Repeat the entries below exactly. Begin with the first line and end with the line that contains "off the event".
[RECORDS FOR THE TASK]
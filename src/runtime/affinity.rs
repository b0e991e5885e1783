//! Best-effort CPU pinning for the hot-loop and housekeeping threads.

/// Outcome of a pinning attempt, kept for diagnostics.
#[derive(Debug, Clone, Copy, PartialEq, Eq)]
pub struct PinReport {
    pub core: usize,
    pub applied: bool,
}

/// Pins the calling thread to `core`. Returns whether the kernel accepted
/// the mask; callers treat failure as a performance concern, not an error.
#[cfg(target_os = "linux")]
pub fn pin_thread(core: usize) -> PinReport {
    let applied = unsafe {
        let mut cpuset: libc::cpu_set_t = std::mem::zeroed();
        libc::CPU_SET(core, &mut cpuset);
        libc::sched_setaffinity(0, std::mem::size_of::<libc::cpu_set_t>(), &cpuset) == 0
    };
    PinReport { core, applied }
}

#[cfg(not(target_os = "linux"))]
pub fn pin_thread(core: usize) -> PinReport {
    PinReport {
        core,
        applied: false,
    }
}
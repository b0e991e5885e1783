//! Trigger event builder core: pulls completed events off the event
//! builder, runs the decision policy, accumulates results into batches,
//! and fans finished batches out to every receiver, interleaving monitor
//! tokens granted by the MRQ clients.

use crate::app::decide::{DecideHandle, DecideSlot};
use crate::batch::manager::{Batch, BatchManager};
use crate::config::params::{EbParams, CONNECT_TMO_MS, EB_TMO_MS, MAX_DRPS, MAX_MEBS};
use crate::dgram::{Damage, Dgram, ResultDgram, TransitionId, MON_IDX, WRT_IDX};
use crate::eb::app::{EbAppBase, EventSink};
use crate::eb::event::EbEvent;
use crate::observability::logging::{JsonLineLogger, LogContext, LogLevel};
use crate::observability::stats::{
    MetricKind, StatsMonitor, TEB_BAT_CT, TEB_BT_AL_CT, TEB_BT_FR_CT, TEB_BT_WTG, TEB_EP_AL_CT,
    TEB_EP_FR_CT, TEB_EVT_CT, TEB_EVT_RT, TEB_EV_AL_CT, TEB_EV_FR_CT, TEB_RX_PDG, TEB_TX_PDG,
};
use crate::runtime::affinity::pin_thread;
use crate::runtime::signals::RunFlag;
use crate::transport::client::EbClient;
use crate::transport::fabric::{Fabric, TransportError};
use crate::transport::imm::ImmData;
use crate::transport::server::EbServer;
use std::sync::atomic::{AtomicU64, Ordering};
use std::sync::Arc;

/// Receive window granted to each MRQ client.
const MRQ_REGION_SIZE: usize = 8;
const MRQ_NUM_BUFFERS: usize = 64;

/// Decision-side state driven by the event builder's sink callback.
pub struct TebCore {
    l3: EbClient,
    l3_links: [Option<usize>; MAX_DRPS],
    mrq: EbServer,
    mrq_links: [Option<usize>; MAX_MEBS],
    batman: BatchManager,
    id: u32,
    verbose: u32,
    receivers: u64,
    decide: Option<DecideHandle>,
    decide_slot: DecideSlot,
    event_count: Arc<AtomicU64>,
    batch_count: Arc<AtomicU64>,
    missed_receivers: Arc<AtomicU64>,
    logger: JsonLineLogger,
}

impl TebCore {
    fn connect(&mut self, fabric: &Fabric, prms: &EbParams) -> Result<(), TransportError> {
        self.id = prms.id;

        for (addr, port) in prms.addrs.iter().zip(prms.ports.iter()) {
            let index = self.l3.connect(fabric, addr, *port, CONNECT_TMO_MS)?;
            let link = self.l3.link_mut(index);
            link.prepare_poster(prms.id, self.batman.batch_region(), CONNECT_TMO_MS)?;
            let peer = link.id() as usize;
            if peer >= MAX_DRPS {
                return Err(TransportError::Handshake);
            }
            self.l3_links[peer] = Some(index);
            let _ = self.logger.log(
                LogLevel::Info,
                "teb",
                LogContext::default().link(peer as u32),
                "outbound link with Ctrb connected",
            );
        }

        self.mrq
            .initialize(fabric, &prms.if_addr, prms.mrq_port, prms.num_mrqs as usize)?;
        for _ in 0..prms.num_mrqs {
            let index = self.mrq.connect_link(CONNECT_TMO_MS)?;
            let link = self.mrq.link_mut(index);
            link.prepare_pender(prms.id, MRQ_REGION_SIZE, MRQ_NUM_BUFFERS, CONNECT_TMO_MS)?;
            link.post_comp_recv()?;
            let peer = link.id() as usize;
            if peer >= MAX_MEBS {
                return Err(TransportError::Handshake);
            }
            self.mrq_links[peer] = Some(index);
            let _ = self.logger.log(
                LogLevel::Info,
                "teb",
                LogContext::default().link(peer as u32),
                "inbound link with MonReq connected",
            );
        }

        Ok(())
    }

    /// Configure transitions pick up the freshly staged decide object;
    /// every other event call uses the cached one. With no object at all
    /// the builder keeps running but damages everything it emits.
    fn configure_transition(&mut self, dg: &Dgram) -> Damage {
        if let Some(next) = self.decide_slot.take() {
            self.decide = Some(next);
        }
        match self.decide.as_mut() {
            Some(decide) => decide.configure(dg),
            None => {
                let _ = self.logger.log(
                    LogLevel::Error,
                    "teb",
                    LogContext::default().pulse(dg.pulse_id.value()),
                    "no Decide object found at Configure",
                );
                let mut damage = Damage::none();
                damage.increase(Damage::USER_DEFINED);
                damage
            }
        }
    }

    /// Appends into the current batch, rolling to a fresh one if the
    /// entry budget is exhausted mid-window.
    fn append_result(&mut self, pid: u64, rdg: &ResultDgram) {
        if self.batman.append(rdg).is_some() {
            return;
        }
        if let Some(batch) = self.batman.take_current() {
            self.post(batch);
        }
        if self.batman.allocate(pid).is_none() {
            eprintln!("Teb: batch pool exhausted");
            std::process::abort();
        }
        if self.batman.append(rdg).is_none() {
            eprintln!("Teb: result does not fit a fresh batch");
            std::process::abort();
        }
    }

    /// Fans the batch out to every accumulated receiver, then releases it.
    /// A destination that fails is counted and skipped; the rest still
    /// receive the batch.
    fn post(&mut self, batch: Batch) {
        let index = batch.index();
        let data = ImmData::value(ImmData::BUFFER, self.id, index as u32);
        let offset = index * self.batman.max_batch_size();
        let buffer = self.batman.batch_bytes(&batch);

        let mut destns = self.receivers;
        while destns != 0 {
            let dst = destns.trailing_zeros() as usize;
            destns &= destns - 1;

            let Some(link_index) = self.l3_links[dst] else {
                self.missed_receivers.fetch_add(1, Ordering::Relaxed);
                continue;
            };
            let link = self.l3.link(link_index);
            if self.verbose > 0 {
                let _ = self.logger.log(
                    LogLevel::Debug,
                    "teb",
                    LogContext::default()
                        .pulse(batch.id())
                        .batch(index)
                        .link(dst as u32),
                    &format!(
                        "posts result batch, sz {} @ {:#x}",
                        batch.extent(),
                        link.rmt_adx(offset)
                    ),
                );
            }
            if let Err(err) = link.post(&buffer, offset, data) {
                self.missed_receivers.fetch_add(1, Ordering::Relaxed);
                let _ = self.logger.log(
                    LogLevel::Warn,
                    "teb",
                    LogContext::default()
                        .pulse(batch.id())
                        .batch(index)
                        .link(dst as u32),
                    &format!("result batch post failed: {err}"),
                );
            }
        }

        self.receivers = 0;
        self.batch_count.fetch_add(1, Ordering::Relaxed);

        // Releasing before the remote completion is deliberate: with one
        // batch active at a time and a deep pool, the freelist loop time
        // exceeds the longest in-flight transmit.
        self.batman.release(batch);
    }
}

impl EventSink for TebCore {
    fn process(&mut self, event: &EbEvent) {
        self.event_count.fetch_add(1, Ordering::Relaxed);

        let dg = event.creator().clone();
        let mut damage = Damage::none();
        if dg.service == TransitionId::Configure {
            damage.increase(self.configure_transition(&dg).value());
        }

        if ImmData::rsp(ImmData::flg(event.parameter())) {
            let pid = dg.pulse_id.value();
            let expired = match self.batman.current() {
                None => true,
                Some(batch) => batch.expired(pid),
            };
            if expired {
                if let Some(batch) = self.batman.take_current() {
                    self.post(batch);
                }
                if self.batman.allocate(pid).is_none() {
                    eprintln!("Teb: batch pool exhausted");
                    std::process::abort();
                }
            }

            let mut rdg = ResultDgram::new(&dg, self.id);
            match self.decide.as_mut() {
                Some(decide) => {
                    for (_, ctrb) in event.contributions() {
                        let dmg = rdg.with_result_words(|words| decide.event(ctrb, Some(words)));
                        damage.increase(dmg.value());
                    }
                }
                None => damage.increase(Damage::USER_DEFINED),
            }
            damage.increase(event.damage().value());
            rdg.increase_damage(damage.value());

            // Accumulate this event's receivers; cleared after posting.
            self.receivers |= event.receivers();

            if rdg.is_event() {
                if rdg.result()[MON_IDX] != 0 {
                    match self.mrq.poll() {
                        Some(token) => {
                            rdg.set_result(MON_IDX, token as u32);
                            let src = ImmData::src(token) as usize;
                            if let Some(link_index) = self.mrq_links.get(src).copied().flatten() {
                                if let Err(err) = self.mrq.link(link_index).post_comp_recv() {
                                    let _ = self.logger.log(
                                        LogLevel::Warn,
                                        "teb",
                                        LogContext::default().pulse(pid).link(src as u32),
                                        &format!("failed to repost MRQ credit: {err}"),
                                    );
                                }
                            }
                        }
                        None => rdg.set_result(MON_IDX, 0),
                    }
                }
                self.append_result(pid, &rdg);
            } else {
                // Transitions are always written out and always monitored,
                // and they close the batch immediately.
                rdg.set_result(WRT_IDX, 1);
                rdg.set_result(MON_IDX, 1);
                self.append_result(pid, &rdg);
                if let Some(batch) = self.batman.take_current() {
                    self.post(batch);
                }
            }

            if self.verbose > 2 {
                let result = rdg.result();
                let _ = self.logger.log(
                    LogLevel::Trace,
                    "teb",
                    LogContext::default().pulse(pid),
                    &format!(
                        "processed result, res [{:08x}, {:08x}] dmg {:08x}",
                        result[0],
                        result[1],
                        rdg.damage().value()
                    ),
                );
            }
        } else {
            if let Some(decide) = self.decide.as_mut() {
                for (_, ctrb) in event.contributions() {
                    let _ = decide.event(ctrb, None);
                }
            }
            // No response is emitted, but a transition still flushes any
            // in-progress batch.
            if !dg.is_event() {
                if let Some(batch) = self.batman.take_current() {
                    self.post(batch);
                }
            }
        }
    }
}

/// The assembled trigger event builder: input side plus decision core.
pub struct Teb {
    app: EbAppBase,
    core: TebCore,
    running: RunFlag,
    prms: EbParams,
}

impl Teb {
    pub fn new(
        prms: &EbParams,
        smon: &StatsMonitor,
        decide_slot: DecideSlot,
        running: RunFlag,
    ) -> Result<Self, TransportError> {
        let app = EbAppBase::new(prms);
        let batman = BatchManager::new(prms.max_result_size)?;
        let core = TebCore {
            l3: EbClient::new(prms.verbose),
            l3_links: [None; MAX_DRPS],
            mrq: EbServer::new(prms.verbose),
            mrq_links: [None; MAX_MEBS],
            batman,
            id: prms.id,
            verbose: prms.verbose,
            receivers: 0,
            decide: None,
            decide_slot,
            event_count: Arc::new(AtomicU64::new(0)),
            batch_count: Arc::new(AtomicU64::new(0)),
            missed_receivers: Arc::new(AtomicU64::new(0)),
            logger: JsonLineLogger::with_verbose(prms.verbose),
        };

        smon.metric(TEB_EVT_RT, MetricKind::Rate, core.event_count.clone());
        smon.metric(TEB_EVT_CT, MetricKind::Scalar, core.event_count.clone());
        smon.metric(TEB_BAT_CT, MetricKind::Scalar, core.batch_count.clone());
        smon.metric(TEB_BT_AL_CT, MetricKind::Scalar, core.batman.batch_alloc_cnt());
        smon.metric(TEB_BT_FR_CT, MetricKind::Scalar, core.batman.batch_free_cnt());
        smon.metric(TEB_BT_WTG, MetricKind::Scalar, core.batman.batch_waiting());
        smon.metric(TEB_EP_AL_CT, MetricKind::Scalar, app.epoch_alloc_cnt());
        smon.metric(TEB_EP_FR_CT, MetricKind::Scalar, app.epoch_free_cnt());
        smon.metric(TEB_EV_AL_CT, MetricKind::Scalar, app.event_alloc_cnt());
        smon.metric(TEB_EV_FR_CT, MetricKind::Scalar, app.event_free_cnt());
        smon.metric(TEB_TX_PDG, MetricKind::Scalar, core.l3.pending());
        smon.metric(TEB_RX_PDG, MetricKind::Scalar, app.rx_pending());

        Ok(Self {
            app,
            core,
            running,
            prms: prms.clone(),
        })
    }

    /// Overrides the event builder's stale-promotion distance.
    pub fn with_timeout(mut self, pulses: u64) -> Self {
        self.app = self.app.with_timeout(pulses);
        self
    }

    /// Completed-event counter handle.
    pub fn event_count(&self) -> Arc<AtomicU64> {
        self.core.event_count.clone()
    }

    /// Posted-batch counter handle.
    pub fn batch_count(&self) -> Arc<AtomicU64> {
        self.core.batch_count.clone()
    }

    /// Establishes every link of the run: contributor input links, result
    /// poster links sharing the batch region, and MRQ pender links with
    /// their initial credit.
    pub fn connect(&mut self, fabric: &Fabric, prms: &EbParams) -> Result<(), TransportError> {
        self.app.connect(fabric, prms)?;
        self.core.connect(fabric, prms)?;
        self.prms = prms.clone();
        Ok(())
    }

    /// Hot loop, pinned to the app core. Exits once the run flag clears
    /// or the event queue reports a disconnect; drains what the builder
    /// can still complete and posts the residual batch before teardown.
    pub fn run(&mut self) {
        let report = pin_thread(self.prms.core[0]);
        if self.prms.verbose > 0 && !report.applied {
            eprintln!("Teb: could not pin run thread to core {}", report.core);
        }

        self.core.receivers = 0;
        self.core.event_count.store(0, Ordering::Relaxed);
        self.core.batch_count.store(0, Ordering::Relaxed);

        loop {
            if !self.running.is_running() && self.app.check_eq().is_err() {
                break;
            }
            match self.app.process(&mut self.core, EB_TMO_MS) {
                Ok(()) => {}
                Err(_) => {
                    if self.app.check_eq().is_err() {
                        break;
                    }
                }
            }
        }

        self.app.drain(&mut self.core);
        if let Some(batch) = self.core.batman.take_current() {
            self.core.post(batch);
        }

        self.core.mrq.shutdown();
        self.core.l3.shutdown();
        self.app.shutdown();
        self.core.batman.dump();
        self.core.batman.shutdown();
    }
}
//! Pender-side multiplexer: owns a set of links and the one receive
//! completion queue their posts signal.

use crate::transport::fabric::{CompletionQueue, Fabric, Listener, TransportError, CQ_DEPTH};
use crate::transport::link::EbLink;
use std::sync::atomic::{AtomicU64, Ordering};
use std::sync::Arc;
use std::time::{Duration, Instant};

const PEND_SLEEP: Duration = Duration::from_micros(100);

pub struct EbServer {
    verbose: u32,
    cq: CompletionQueue,
    /// Current wait budget; zero selects poll mode.
    tmo: u64,
    rx_pending: Arc<AtomicU64>,
    listener: Option<Listener>,
    links: Vec<EbLink>,
    shut: bool,
}

impl EbServer {
    pub fn new(verbose: u32) -> Self {
        Self {
            verbose,
            cq: CompletionQueue::new(CQ_DEPTH),
            tmo: 0,
            rx_pending: Arc::new(AtomicU64::new(0)),
            listener: None,
            links: Vec::new(),
            shut: false,
        }
    }

    /// Binds the listening endpoint peers will connect to.
    pub fn initialize(
        &mut self,
        fabric: &Fabric,
        addr: &str,
        port: u16,
        nlinks: usize,
    ) -> Result<(), TransportError> {
        let listener = fabric.listen(addr, port)?;
        self.listener = Some(listener);
        self.links.reserve(nlinks);
        self.shut = false;
        Ok(())
    }

    /// Accepts one inbound connection and returns the new link's index.
    /// The link still needs `prepare_pender` before it is usable.
    pub fn connect_link(&mut self, tmo_ms: u64) -> Result<usize, TransportError> {
        let listener = self.listener.as_ref().ok_or(TransportError::NotConnected)?;
        let conn = listener.accept(tmo_ms)?;
        self.links.push(EbLink::pender(conn, self.cq.clone()));
        Ok(self.links.len() - 1)
    }

    pub fn link(&self, index: usize) -> &EbLink {
        &self.links[index]
    }

    pub fn link_mut(&mut self, index: usize) -> &mut EbLink {
        &mut self.links[index]
    }

    pub fn num_links(&self) -> usize {
        self.links.len()
    }

    /// Waits up to `ms_tmo` for the next completion. Polling favors
    /// latency, waiting favors throughput: a successful completion while
    /// waiting switches the next call to poll mode, and an empty poll
    /// re-arms the wait.
    pub fn pend(&mut self, ms_tmo: u64) -> Result<u64, TransportError> {
        if self.tmo == 0 {
            match self.cq.try_pop() {
                Some(entry) => return Ok(entry.data),
                None => {
                    self.tmo = ms_tmo;
                    return Err(TransportError::Timeout(0));
                }
            }
        }

        self.rx_pending.store(1, Ordering::Relaxed);
        let deadline = Instant::now() + Duration::from_millis(self.tmo);
        let out = loop {
            if let Some(entry) = self.cq.try_pop() {
                self.tmo = 0;
                break Ok(entry.data);
            }
            if Instant::now() >= deadline {
                break Err(TransportError::Timeout(ms_tmo));
            }
            std::thread::sleep(PEND_SLEEP);
        };
        self.rx_pending.store(0, Ordering::Relaxed);
        out
    }

    /// Non-blocking completion check.
    pub fn poll(&mut self) -> Option<u64> {
        self.cq.try_pop().map(|entry| entry.data)
    }

    /// Probes the event queue. Reports `NotConnected` once the server is
    /// shut down or every accepted link has disconnected.
    pub fn check_eq(&self) -> Result<(), TransportError> {
        if self.shut {
            return Err(TransportError::NotConnected);
        }
        if !self.links.is_empty() && self.links.iter().all(|l| !l.is_connected()) {
            return Err(TransportError::NotConnected);
        }
        Ok(())
    }

    /// Gauge handle exported as the receive-pending metric.
    pub fn pending(&self) -> Arc<AtomicU64> {
        self.rx_pending.clone()
    }

    pub fn shutdown(&mut self) {
        for link in &self.links {
            link.shutdown();
        }
        self.links.clear();
        if let Some(listener) = self.listener.take() {
            listener.close();
        }
        self.shut = true;
        if self.verbose > 1 {
            eprintln!("EbServer shut down");
        }
    }
}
[/RECORDS FOR THE TASK]
* _EXERCISE RESULT_
filename src/runtime/affinity.rs
repository b0e991e5885e1783
//! Best-effort CPU pinning for the hot-loop and housekeeping threads.

/// Outcome of a pinning attempt, kept for diagnostics.
#[derive(Debug, Clone, Copy, PartialEq, Eq)]
pub struct PinReport {
    pub core: usize,
    pub applied: bool,
}

/// Pins the calling thread to `core`. Returns whether the kernel accepted
/// the mask; callers treat failure as a performance concern, not an error.
#[cfg(target_os = "linux")]
pub fn pin_thread(core: usize) -> PinReport {
    let applied = unsafe {
        let mut cpuset: libc::cpu_set_t = std::mem::zeroed();
        libc::CPU_SET(core, &mut cpuset);
        libc::sched_setaffinity(0, std::mem::size_of::<libc::cpu_set_t>(), &cpuset) == 0
    };
    PinReport { core, applied }
}

#[cfg(not(target_os = "linux"))]
pub fn pin_thread(core: usize) -> PinReport {
    PinReport {
        core,
        applied: false,
    }
}
repository b0e991e5885e1783
//! Trigger event builder core: pulls completed events off the event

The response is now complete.